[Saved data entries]
----------

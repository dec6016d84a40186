//! End-to-end scenario tests for the CLAIRE HTTP surface.
//!
//! Unlike the component crates' unit tests, these drive requests through
//! [`claire_http::dispatch`] exactly as the hyper service would: a real
//! `Authorization` header is verified by a real [`claire_auth::JwtProvider`],
//! a real SOP document is read back from a [`claire_storage::LocalFsBackend`],
//! and the response is the same `{ok, ...}` envelope a client would see.
//! No live socket is needed since `dispatch` takes already-collected parts.

use std::collections::HashMap;
use std::sync::Arc;

use bytes::Bytes;
use claire_auth::{AuthProvider, JwtProvider, Session, StaticCredentialStore, UserRecord};
use claire_core::{ClaireConfig, Environment, FilesConfig, GroupConfig};
use claire_drafts::DraftStore;
use claire_files::FileStore;
use claire_http::AppState;
use claire_sop::{Field, FieldType, FilenameComponent, SopDocument, SopMetadata, SopStatus, Task, TaskGroup};
use claire_storage::{Bucket, LocalFsBackend, StorageBackend};
use claire_submissions::SubmissionStore;
use http::{Method, Request};

pub const ORG: &str = "acme";

/// A running stack plus the credential store used to mint bearer tokens.
pub struct Harness {
    pub state: Arc<AppState>,
    _root: tempfile::TempDir,
}

impl Harness {
    /// Build a fresh stack over an empty local filesystem backend, with one
    /// group (`RESEARCHERS`, `submit:*`/`view:group`) and one
    /// (`CLINICIANS`, `view:own`) registered against the JWT provider.
    pub async fn new() -> Self {
        let root = tempfile::tempdir().unwrap();
        let backend: Arc<dyn StorageBackend> = Arc::new(LocalFsBackend::new(
            root.path(),
            ORG,
            "http://localhost:8080",
            b"integration-test-presign-secret".to_vec(),
        ));

        let mut groups = HashMap::new();
        groups.insert(
            "RESEARCHERS".to_owned(),
            GroupConfig {
                description: "lab staff".to_owned(),
                permissions: vec!["submit:*".to_owned(), "view:group".to_owned()],
            },
        );
        groups.insert(
            "CLINICIANS".to_owned(),
            GroupConfig {
                description: "clinic staff".to_owned(),
                permissions: vec!["view:own".to_owned()],
            },
        );

        let credentials = Arc::new(StaticCredentialStore::new());
        credentials.add_user(
            "hunter2",
            UserRecord {
                subject: "u-alice".to_owned(),
                username: "alice".to_owned(),
                email: None,
                groups: vec!["RESEARCHERS".to_owned()],
            },
        );
        credentials.add_user(
            "hunter2",
            UserRecord {
                subject: "u-bob".to_owned(),
                username: "bob".to_owned(),
                email: None,
                groups: vec!["CLINICIANS".to_owned()],
            },
        );
        credentials.add_user(
            "hunter2",
            UserRecord {
                subject: "u-carol".to_owned(),
                username: "carol".to_owned(),
                email: None,
                groups: vec!["RESEARCHERS".to_owned()],
            },
        );

        let auth: Arc<dyn AuthProvider> = Arc::new(
            JwtProvider::new(
                "integration-test-secret",
                "HS256",
                "claire",
                "claire-clients",
                Environment::Dev,
                groups.clone(),
                credentials,
            )
            .unwrap(),
        );

        let config = Arc::new(ClaireConfig {
            organization: ORG.to_owned(),
            auth: claire_core::AuthConfig {
                groups,
                ..Default::default()
            },
            ..Default::default()
        });

        let sops = Arc::new(claire_sop::SopRegistry::new(Arc::clone(&backend)));
        let files = Arc::new(FileStore::new(Arc::clone(&backend), FilesConfig::default()));
        let drafts = Arc::new(DraftStore::new(Arc::clone(&backend), config.drafts.ttl_seconds, config.drafts.max_per_user).await.unwrap());
        let submissions = Arc::new(SubmissionStore::new(
            Arc::clone(&backend),
            Arc::clone(&sops),
            Arc::clone(&files),
            Some(Arc::clone(&drafts)),
        ));

        let state = Arc::new(AppState {
            config,
            auth,
            storage: backend,
            sops,
            drafts,
            files,
            submissions,
        });

        Self { state, _root: root }
    }

    /// Mint a bearer token for one of the seeded users.
    pub async fn token_for(&self, username: &str) -> String {
        let session: Session = self.state.auth.authenticate(username, "hunter2").await.unwrap();
        session.token
    }

    /// Seed the SOP used by scenario A/B/C/E/F: `sop-basic-001@1.0.0`, two
    /// required fields (`sample_id` pattern-matched, `temperature_c` ranged),
    /// filename keyed on `sample_id`.
    pub async fn seed_basic_sop(&self) {
        let doc = SopDocument {
            sop_id: "sop-basic-001".to_owned(),
            version: "1.0.0".to_owned(),
            metadata: SopMetadata {
                title: "Basic sample intake".to_owned(),
                author: "qa".to_owned(),
                approver: None,
                published_date: None,
                status: SopStatus::Published,
            },
            task_groups: vec![TaskGroup {
                id: "g1".to_owned(),
                title: "Intake".to_owned(),
                tasks: vec![Task {
                    id: "t1".to_owned(),
                    title: "Record sample".to_owned(),
                    fields: vec![
                        Field {
                            path: "sample_id".to_owned(),
                            label: "Sample ID".to_owned(),
                            field_type: FieldType::Text,
                            required: true,
                            pattern: Some(r"^S[0-9]{6}$".to_owned()),
                        },
                        Field {
                            path: "temperature_c".to_owned(),
                            label: "Temperature (C)".to_owned(),
                            field_type: FieldType::Number {
                                min: Some(0.0),
                                max: Some(100.0),
                            },
                            required: true,
                            pattern: None,
                        },
                    ],
                }],
            }],
            cross_field_rules: vec![],
            filename_components: vec![FilenameComponent {
                field_path: "sample_id".to_owned(),
                lowercase: false,
            }],
        };
        let yaml = serde_yaml::to_string(&doc).unwrap();
        self.state
            .storage
            .put(
                Bucket::Forms,
                "sops/sop-basic-001/1.0.0.yaml",
                Bytes::from(yaml.into_bytes()),
                "application/yaml",
            )
            .await
            .unwrap();
    }

    /// Run a request through the full dispatch pipeline.
    pub async fn request(
        &self,
        method: Method,
        uri: &str,
        bearer: Option<&str>,
        body: impl Into<Bytes>,
    ) -> http::Response<claire_http::ClaireBody> {
        let mut builder = Request::builder().method(method).uri(uri);
        if let Some(token) = bearer {
            builder = builder.header(http::header::AUTHORIZATION, format!("Bearer {token}"));
        }
        let request = builder.body(()).unwrap();
        let (parts, ()) = request.into_parts();
        claire_http::dispatch(&self.state, parts, body.into()).await
    }

    /// Run a multipart `POST /api/v1/files` request with one file part.
    pub async fn upload_file(
        &self,
        bearer: &str,
        filename: &str,
        media_type: &str,
        bytes: &[u8],
    ) -> http::Response<claire_http::ClaireBody> {
        let boundary = "----claireintegrationboundary";
        let mut body = Vec::new();
        body.extend_from_slice(format!("--{boundary}\r\n").as_bytes());
        body.extend_from_slice(
            format!(
                "Content-Disposition: form-data; name=\"file\"; filename=\"{filename}\"\r\n\
                 Content-Type: {media_type}\r\n\r\n"
            )
            .as_bytes(),
        );
        body.extend_from_slice(bytes);
        body.extend_from_slice(format!("\r\n--{boundary}--\r\n").as_bytes());

        let request = Request::builder()
            .method(Method::POST)
            .uri("/api/v1/files")
            .header(http::header::AUTHORIZATION, format!("Bearer {bearer}"))
            .header(http::header::CONTENT_TYPE, format!("multipart/form-data; boundary={boundary}"))
            .body(())
            .unwrap();
        let (parts, ()) = request.into_parts();
        claire_http::dispatch(&self.state, parts, Bytes::from(body)).await
    }
}

/// Collect a response body into a parsed JSON envelope.
pub async fn json_body(response: http::Response<claire_http::ClaireBody>) -> serde_json::Value {
    use http_body_util::BodyExt;
    let bytes = response.into_body().collect().await.unwrap().to_bytes();
    serde_json::from_slice(&bytes).unwrap()
}

mod test_submission_flow;
mod test_rbac_view;
mod test_file_integrity;
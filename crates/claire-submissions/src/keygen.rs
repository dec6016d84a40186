//! Object key composition, kept as a pure function of its inputs so it can
//! be the most-tested module in this crate. Normalization rules are fixed
//! globally, not by any individual SOP.

use chrono::{DateTime, Utc};
use claire_sop::SopDocument;
use serde_json::Value;

use crate::error::SubmissionsError;

fn get_path<'a>(body: &'a Value, path: &str) -> Option<&'a Value> {
    let mut current = body;
    for segment in path.split('.') {
        current = current.get(segment)?;
    }
    Some(current)
}

fn value_as_component_string(value: &Value) -> String {
    match value {
        Value::String(s) => s.clone(),
        Value::Number(n) => n.to_string(),
        Value::Bool(b) => b.to_string(),
        other => other.to_string(),
    }
}

/// Normalize one filename component's raw value: trim, optionally lowercase,
/// collapse whitespace runs to `_`, then drop any character outside
/// `[A-Za-z0-9._-]`.
#[must_use]
pub fn normalize_component(raw: &str, lowercase: bool) -> String {
    let trimmed = raw.trim();
    let cased = if lowercase {
        trimmed.to_lowercase()
    } else {
        trimmed.to_owned()
    };
    let whitespace_replaced: String = cased
        .split_whitespace()
        .collect::<Vec<_>>()
        .join("_");
    whitespace_replaced
        .chars()
        .filter(|c| c.is_ascii_alphanumeric() || matches!(c, '.' | '_' | '-'))
        .collect()
}

/// Format the monotonic timestamp component: UTC `YYYYMMDDTHHMMSSZ`.
#[must_use]
pub fn format_timestamp(now: DateTime<Utc>) -> String {
    now.format("%Y%m%dT%H%M%SZ").to_string()
}

/// Compose the object key for a submission, per the declared
/// `filename_components` order on `sop`.
///
/// The returned key is relative to the `eln` bucket namespace (the bucket
/// segment and org prefix are added by the storage backend): shape is
/// `{sop_id}/{submitter}-{component1}-...-{timestamp}-{nonce}.json`.
///
/// # Errors
/// Returns [`SubmissionsError::ValidationFailed`] if a declared filename
/// component's field is absent from `body` (this should never happen for a
/// body that already passed field validation, since filename-component
/// fields are implicitly required for key composition).
pub fn compose_object_key(
    sop: &SopDocument,
    submitter: &str,
    body: &Value,
    now: DateTime<Utc>,
    nonce: &str,
) -> Result<String, SubmissionsError> {
    let mut components = Vec::with_capacity(sop.filename_components.len());
    for component in &sop.filename_components {
        let raw = get_path(body, &component.field_path).ok_or_else(|| {
            SubmissionsError::KeyComposition(format!(
                "filename component field {} is missing from the submission body",
                component.field_path
            ))
        })?;
        let raw_string = value_as_component_string(raw);
        components.push(normalize_component(&raw_string, component.lowercase));
    }

    let submitter_normalized = normalize_component(submitter, false);
    let mut segments = vec![submitter_normalized];
    segments.extend(components);
    segments.push(format_timestamp(now));
    segments.push(nonce.to_owned());

    Ok(format!("{}/{}.json", sop.sop_id, segments.join("-")))
}
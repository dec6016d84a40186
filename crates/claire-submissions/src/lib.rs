//! Finalization of SOP submissions for CLAIRE.
//!
//! The object key a finalized submission is stored under is the system's
//! primary index: it encodes the SOP, the submitter, the SOP's declared
//! filename components, a timestamp, and a random nonce, so the underlying
//! object store's key namespace alone is enough to browse submissions by
//! SOP without a separate index. Finalization is otherwise append-only —
//! there is no mutation path for a submission once materialized.

mod error;
mod keygen;
mod model;
mod store;

pub use error::SubmissionsError;
pub use keygen::{compose_object_key, format_timestamp, normalize_component};
pub use model::{AttachmentSnapshot, IdempotencyRecord, PrincipalSnapshot, Submission};
pub use store::{FinalizeRequest, SubmissionStore};
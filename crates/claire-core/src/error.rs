//! Error types shared across CLAIRE components.

/// Top-level CLAIRE error kind, translated to an HTTP envelope by `claire-http`.
///
/// Leaf crates (`claire-auth`, `claire-storage`, `claire-sop`, ...) define their
/// own narrower error enums and convert into this one via `From`, matching the
/// per-crate-error-plus-catch-all pattern used throughout the codebase.
#[derive(Debug, thiserror::Error)]
pub enum ClaireError {
    /// The configuration document is missing required keys or violates a constraint.
    #[error("invalid configuration: {0}")]
    ConfigInvalid(String),

    /// `environment` requires a specific auth provider that was not configured.
    #[error("auth provider does not match environment constraints: {0}")]
    ConfigProviderMismatch(String),

    /// The bearer token failed signature or claim verification.
    #[error("authentication failed: {0}")]
    AuthInvalid(String),

    /// The bearer token is well-formed but expired.
    #[error("authentication token expired")]
    AuthExpired,

    /// The principal lacks the permission required for this operation.
    #[error("permission denied: {0}")]
    PermissionDenied(String),

    /// The requested resource does not exist.
    #[error("not found: {0}")]
    NotFound(String),

    /// Submission or draft body failed SOP/field validation.
    #[error("validation failed")]
    ValidationFailed(Vec<crate::types::ValidationIssue>),

    /// The request body could not be parsed into the shape the route expects.
    #[error("malformed request body: {0}")]
    MalformedBody(String),

    /// An uploaded file exceeds the configured size limit.
    #[error("file too large")]
    FileTooLarge,

    /// An uploaded file's declared or sniffed media type is not on the allowlist.
    #[error("media type rejected: {0}")]
    MediaTypeRejected(String),

    /// The authoritative checksum did not match a client-asserted value.
    #[error("checksum mismatch")]
    ChecksumMismatch,

    /// A presigned upload was finalized before all bytes arrived.
    #[error("upload incomplete")]
    UploadIncomplete,

    /// The computed object key collided after exhausting retries.
    #[error("key collision could not be resolved: {0}")]
    KeyCollision(String),

    /// The storage backend could not be reached within the allotted retries.
    #[error("storage unavailable: {0}")]
    StorageUnavailable(String),

    /// Catch-all for unexpected internal errors, logged with a correlation id.
    #[error(transparent)]
    Internal(#[from] anyhow::Error),
}

impl ClaireError {
    /// The wire error code reported in the envelope's `error.code` field.
    #[must_use]
    pub fn code(&self) -> &'static str {
        match self {
            Self::ConfigInvalid(_) => "ConfigInvalid",
            Self::ConfigProviderMismatch(_) => "ConfigProviderMismatch",
            Self::AuthInvalid(_) => "AuthInvalid",
            Self::AuthExpired => "AuthExpired",
            Self::PermissionDenied(_) => "PermissionDenied",
            Self::NotFound(_) => "NotFound",
            Self::ValidationFailed(_) => "ValidationFailed",
            Self::MalformedBody(_) => "MalformedBody",
            Self::FileTooLarge => "FileTooLarge",
            Self::MediaTypeRejected(_) => "MediaTypeRejected",
            Self::ChecksumMismatch => "ChecksumMismatch",
            Self::UploadIncomplete => "UploadIncomplete",
            Self::KeyCollision(_) => "KeyCollision",
            Self::StorageUnavailable(_) => "StorageUnavailable",
            Self::Internal(_) => "Internal",
        }
    }

    /// The HTTP status code this error kind maps to, per the §7 error table.
    #[must_use]
    pub fn status_code(&self) -> u16 {
        match self {
            Self::AuthInvalid(_) | Self::AuthExpired => 401,
            Self::PermissionDenied(_) => 403,
            Self::NotFound(_) => 404,
            Self::ValidationFailed(_) => 400,
            Self::MalformedBody(_) => 422,
            Self::FileTooLarge => 413,
            Self::MediaTypeRejected(_) => 415,
            Self::ChecksumMismatch | Self::UploadIncomplete | Self::KeyCollision(_) => 409,
            Self::StorageUnavailable(_) => 503,
            Self::ConfigInvalid(_) | Self::ConfigProviderMismatch(_) => 500,
            Self::Internal(_) => 500,
        }
    }
}

/// Convenience result type for CLAIRE operations.
pub type ClaireResult<T> = Result<T, ClaireError>;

----------

§ **Directions for this task**: Each line of the records with the word "ValidationFailed" in it is to be copied.

§ **Finished task**:
/// Returns [`SubmissionsError::ValidationFailed`] if a declared filename
    ValidationFailed(Vec<crate::types::ValidationIssue>),
            Self::ValidationFailed(_) => "ValidationFailed",
            Self::ValidationFailed(_) => 400,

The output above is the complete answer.